**WORK REQUEST:**
Please output, without any change, the lines of the material below from the very first through the one with "The persisted form".

**DATA EXTRACTS:**
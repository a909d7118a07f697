//! The settings record: storage, parsing, sanitizing.
//!
//! # Module Structure
//!
//! ```text
//! settings/
//! ├── form       # Section/field layout (single source of field names)
//! ├── lines      # parse_lines
//! ├── record     # Record type, truthiness rules
//! ├── sanitize   # Save-time sanitization
//! ├── store      # OptionStore trait, memory and JSON-file stores
//! └── mod.rs     # Typed Settings snapshot (this file)
//! ```
//!
//! The persisted form is a flat [`Record`] stored under [`SETTINGS_KEY`].
//! Components never read it directly; they get a typed [`Settings`]
//! snapshot where each feature is a [`Toggle`], so a list that belongs to a
//! disabled feature cannot be reached at all.

pub mod form;
mod lines;
mod record;
mod sanitize;
mod store;

pub use lines::parse_lines;
pub use record::{Record, is_truthy, text_of};
pub use sanitize::sanitize;
pub use store::{JsonFileStore, MemoryStore, OptionStore, StoreError};

use crate::cache::Transients;
use crate::debug;
use crate::hooks::{Event, HookTable};

/// Option name under which the settings record is stored.
pub const SETTINGS_KEY: &str = "critical_path_settings";

/// Persisted field names.
pub mod keys {
    pub const DEQUEUE_STYLESHEETS_ENABLED: &str = "dequeue_stylesheets_enabled";
    pub const DEQUEUE_STYLESHEETS_HANDLES: &str = "dequeue_stylesheets_handles";
    pub const DEQUEUE_SCRIPTS_ENABLED: &str = "dequeue_scripts_enabled";
    pub const DEQUEUE_SCRIPTS_HANDLES: &str = "dequeue_scripts_handles";
    pub const DEFER_STYLESHEETS_ENABLED: &str = "defer_stylesheets_enabled";
    pub const DEFER_STYLESHEETS_BLOCKING_HANDLES: &str = "defer_stylesheets_blocking_handles";
    pub const DEFER_SCRIPTS_ENABLED: &str = "defer_scripts_enabled";
    pub const DEFER_SCRIPTS_BLOCKING_HANDLES: &str = "defer_scripts_blocking_handles";
    pub const GUTENBERG_CSS_INLINE_ENABLED: &str = "gutenberg_css_inline_enabled";
    pub const PRELOAD_ASSETS_ENABLED: &str = "preload_assets_enabled";
    pub const PRELOAD_CSS_HANDLES: &str = "preload_css_handles";
    pub const PRELOAD_CUSTOM_URLS: &str = "preload_custom_urls";
}

// ============================================================================
// Typed snapshot
// ============================================================================

/// A feature flag together with the data it enables.
#[derive(Debug, Clone, PartialEq, Eq, Default)]
pub enum Toggle<T> {
    #[default]
    Off,
    On(T),
}

impl<T> Toggle<T> {
    /// Build from a flag and a payload that is only computed when on.
    pub fn when(enabled: bool, payload: impl FnOnce() -> T) -> Self {
        if enabled {
            Toggle::On(payload())
        } else {
            Toggle::Off
        }
    }

    pub fn is_on(&self) -> bool {
        matches!(self, Toggle::On(_))
    }

    /// The payload if the feature is on.
    pub fn get(&self) -> Option<&T> {
        match self {
            Toggle::On(payload) => Some(payload),
            Toggle::Off => None,
        }
    }
}

/// Lists used by the preloader.
#[derive(Debug, Clone, PartialEq, Eq, Default)]
pub struct PreloadLists {
    pub css_handles: Vec<String>,
    pub custom_urls: Vec<String>,
}

/// Typed view of one settings record.
#[derive(Debug, Clone, PartialEq, Eq, Default)]
pub struct Settings {
    pub dequeue_styles: Toggle<Vec<String>>,
    pub dequeue_scripts: Toggle<Vec<String>>,
    /// Stylesheets that stay render-blocking.
    pub defer_styles: Toggle<Vec<String>>,
    /// Scripts that stay blocking.
    pub defer_scripts: Toggle<Vec<String>>,
    pub block_assets_inline: Toggle<()>,
    pub preload: Toggle<PreloadLists>,
}

impl Settings {
    /// Derive the typed view from a stored record.
    pub fn from_record(record: &Record) -> Self {
        let flag = |key: &str| is_truthy(record.get(key));
        let list = |key: &str| parse_lines(&text_of(record.get(key)));

        Self {
            dequeue_styles: Toggle::when(flag(keys::DEQUEUE_STYLESHEETS_ENABLED), || {
                list(keys::DEQUEUE_STYLESHEETS_HANDLES)
            }),
            dequeue_scripts: Toggle::when(flag(keys::DEQUEUE_SCRIPTS_ENABLED), || {
                list(keys::DEQUEUE_SCRIPTS_HANDLES)
            }),
            defer_styles: Toggle::when(flag(keys::DEFER_STYLESHEETS_ENABLED), || {
                list(keys::DEFER_STYLESHEETS_BLOCKING_HANDLES)
            }),
            defer_scripts: Toggle::when(flag(keys::DEFER_SCRIPTS_ENABLED), || {
                list(keys::DEFER_SCRIPTS_BLOCKING_HANDLES)
            }),
            block_assets_inline: Toggle::when(flag(keys::GUTENBERG_CSS_INLINE_ENABLED), || ()),
            preload: Toggle::when(flag(keys::PRELOAD_ASSETS_ENABLED), || PreloadLists {
                css_handles: list(keys::PRELOAD_CSS_HANDLES),
                custom_urls: list(keys::PRELOAD_CUSTOM_URLS),
            }),
        }
    }

    /// Load the current snapshot from `store`.
    pub fn load(store: &dyn OptionStore) -> Self {
        Self::from_record(&get_settings(store))
    }
}

// ============================================================================
// Reading and saving
// ============================================================================

/// Read the persisted settings record.
///
/// Never fails: a missing record or an unreadable store yields an empty
/// record, which disables every feature.
pub fn get_settings(store: &dyn OptionStore) -> Record {
    match store.get(SETTINGS_KEY) {
        Ok(Some(record)) => record,
        Ok(None) => Record::new(),
        Err(e) => {
            debug!("store"; "falling back to empty settings: {}", e);
            Record::new()
        }
    }
}

/// Sanitize and persist a submitted record, then fire `SettingsSaved`.
///
/// Returns the record as stored.
pub fn save_settings(
    store: &dyn OptionStore,
    hooks: &HookTable,
    transients: &dyn Transients,
    input: &Record,
) -> Result<Record, StoreError> {
    let clean = sanitize(input);
    store.put(SETTINGS_KEY, clean.clone())?;
    hooks.fire(Event::SettingsSaved, transients);
    Ok(clean)
}

#[cfg(test)]
mod tests {
    use super::*;
    use crate::cache::MemoryTransients;
    use serde_json::json;

    fn record(value: serde_json::Value) -> Record {
        match value {
            serde_json::Value::Object(map) => map,
            _ => unreachable!(),
        }
    }

    #[test]
    fn test_empty_record_disables_everything() {
        assert_eq!(Settings::from_record(&Record::new()), Settings::default());
    }

    #[test]
    fn test_list_ignored_when_flag_off() {
        let settings = Settings::from_record(&record(json!({
            "dequeue_scripts_enabled": 0,
            "dequeue_scripts_handles": "jquery",
            "preload_assets_enabled": "1",
            "preload_css_handles": "theme\n\n fonts ",
        })));
        assert_eq!(settings.dequeue_scripts, Toggle::Off);
        let preload = settings.preload.get().unwrap();
        assert_eq!(preload.css_handles, vec!["theme", "fonts"]);
        assert!(preload.custom_urls.is_empty());
    }

    #[test]
    fn test_get_settings_missing_is_empty() {
        let store = MemoryStore::new();
        assert!(get_settings(&store).is_empty());
    }

    #[test]
    fn test_save_settings_sanitizes_and_clears_cache() {
        let store = MemoryStore::new();
        let transients = MemoryTransients::new();
        transients.set("defer_styles_abc", vec!["x".into()], None);

        let hooks = crate::features::register_all().unwrap();
        let input = record(json!({
            "defer_stylesheets_enabled": true,
            "defer_stylesheets_blocking_handles": "theme-style\nnot valid",
        }));
        let saved = save_settings(&store, &hooks, &transients, &input).unwrap();

        assert_eq!(saved["defer_stylesheets_enabled"], json!(1));
        assert_eq!(get_settings(&store), saved);
        assert!(transients.get("defer_styles_abc").is_none());

        let settings = Settings::load(&store);
        assert_eq!(settings.defer_styles.get().unwrap(), &vec!["theme-style".to_string()]);
    }
}
//! Transient cache: expiring key-value entries that outlive one request.
//!
//! Only the render-blocking stylesheet list is cached here. Entries are
//! purged by key prefix whenever plugins, themes or settings change.

mod file;
mod memory;

use std::io;
use std::time::{Duration, SystemTime};

pub use file::FileTransients;
pub use memory::MemoryTransients;

/// Default cache directory name (inside the project root).
pub const CACHE_DIR: &str = ".critpath/cache";

/// Default transient lifetime: 24 hours.
pub const DEFAULT_TTL: Duration = Duration::from_secs(24 * 60 * 60);

/// Key prefixes owned by this crate.
pub mod prefix {
    pub const DEFER_STYLES: &str = "defer_styles_";
    pub const DEFER_SCRIPTS: &str = "defer_scripts_";

    pub const ALL: [&str; 2] = [DEFER_SCRIPTS, DEFER_STYLES];
}

/// Expiring storage for string lists.
///
/// Reads and writes never fail from the caller's point of view: a broken
/// entry reads as absent, a failed write is dropped.
pub trait Transients {
    fn get(&self, key: &str) -> Option<Vec<String>>;

    /// Store `value`; `ttl = None` means no expiry.
    fn set(&self, key: &str, value: Vec<String>, ttl: Option<Duration>);

    /// Delete every entry whose key starts with `prefix`.
    fn delete_prefix(&self, prefix: &str) -> io::Result<usize>;
}

/// Purge every transient owned by this crate.
///
/// Returns the number of entries removed.
pub fn clear_transients(transients: &dyn Transients) -> io::Result<usize> {
    let mut removed = 0;
    for prefix in prefix::ALL {
        removed += transients.delete_prefix(prefix)?;
    }
    Ok(removed)
}

/// Seconds since the Unix epoch.
fn now_secs() -> u64 {
    SystemTime::now()
        .duration_since(SystemTime::UNIX_EPOCH)
        .map(|d| d.as_secs())
        .unwrap_or(0)
}

/// Absolute expiry timestamp for a TTL.
fn expiry(ttl: Option<Duration>) -> Option<u64> {
    ttl.map(|ttl| now_secs().saturating_add(ttl.as_secs()))
}

fn is_expired(expires: Option<u64>) -> bool {
    expires.is_some_and(|at| at <= now_secs())
}

#[cfg(test)]
mod tests {
    use super::*;

    #[test]
    fn test_clear_transients_only_touches_own_prefixes() {
        let t = MemoryTransients::new();
        t.set("defer_styles_1", vec!["a".into()], None);
        t.set("defer_scripts_1", vec!["b".into()], None);
        t.set("unrelated", vec!["c".into()], None);

        assert_eq!(clear_transients(&t).unwrap(), 2);
        assert!(t.get("defer_styles_1").is_none());
        assert!(t.get("defer_scripts_1").is_none());
        assert_eq!(t.get("unrelated"), Some(vec!["c".to_string()]));
    }

    #[test]
    fn test_expiry() {
        assert!(!is_expired(None));
        assert!(!is_expired(expiry(Some(DEFAULT_TTL))));
        assert!(is_expired(Some(0)));
    }
}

**EXERCISE RESULT:**
repository a909d7118a07f697
//! The settings record: storage, parsing, sanitizing.
//!
//! # Module Structure
//!
//! ```text
//! settings/
//! ├── form       # Section/field layout (single source of field names)
//! ├── lines      # parse_lines
//! ├── record     # Record type, truthiness rules
//! ├── sanitize   # Save-time sanitization
//! ├── store      # OptionStore trait, memory and JSON-file stores
//! └── mod.rs     # Typed Settings snapshot (this file)
//! ```
//!
//! The persisted form is a flat [`Record`] stored under [`SETTINGS_KEY`].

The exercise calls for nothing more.